» MATERIAL PROVIDED

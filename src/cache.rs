use std::collections::HashMap;
use std::hash::{BuildHasher, Hash};

/// Storage for values a loader has already resolved during its unit of work.
pub trait Cache {
    type K;
    type V;

    /// Returns all the values associated with the provided keys in order with their respective
    /// keys.
    fn get(&self, keys: &[Self::K]) -> Vec<Option<&Self::V>>;

    fn insert(&mut self, key: Self::K, value: Self::V);

    fn flush(&mut self);
}

impl<K, V, S: BuildHasher> Cache for HashMap<K, V, S>
where
    K: Eq + Hash,
{
    type K = K;
    type V = V;

    fn get(&self, keys: &[Self::K]) -> Vec<Option<&Self::V>> {
        keys.iter().map(|k| HashMap::get(self, k)).collect::<Vec<_>>()
    }

    fn insert(&mut self, key: Self::K, value: Self::V) {
        HashMap::insert(self, key, value);
    }

    fn flush(&mut self) {
        self.clear();
    }
}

» AIM OF THE EXERCISE
Look through the lines above and collect those with the word "BuildHasher".

» ANSWER TO THE EXERCISE
use std::hash::{BuildHasher, Hash};
impl<K, V, S: BuildHasher> Cache for HashMap<K, V, S>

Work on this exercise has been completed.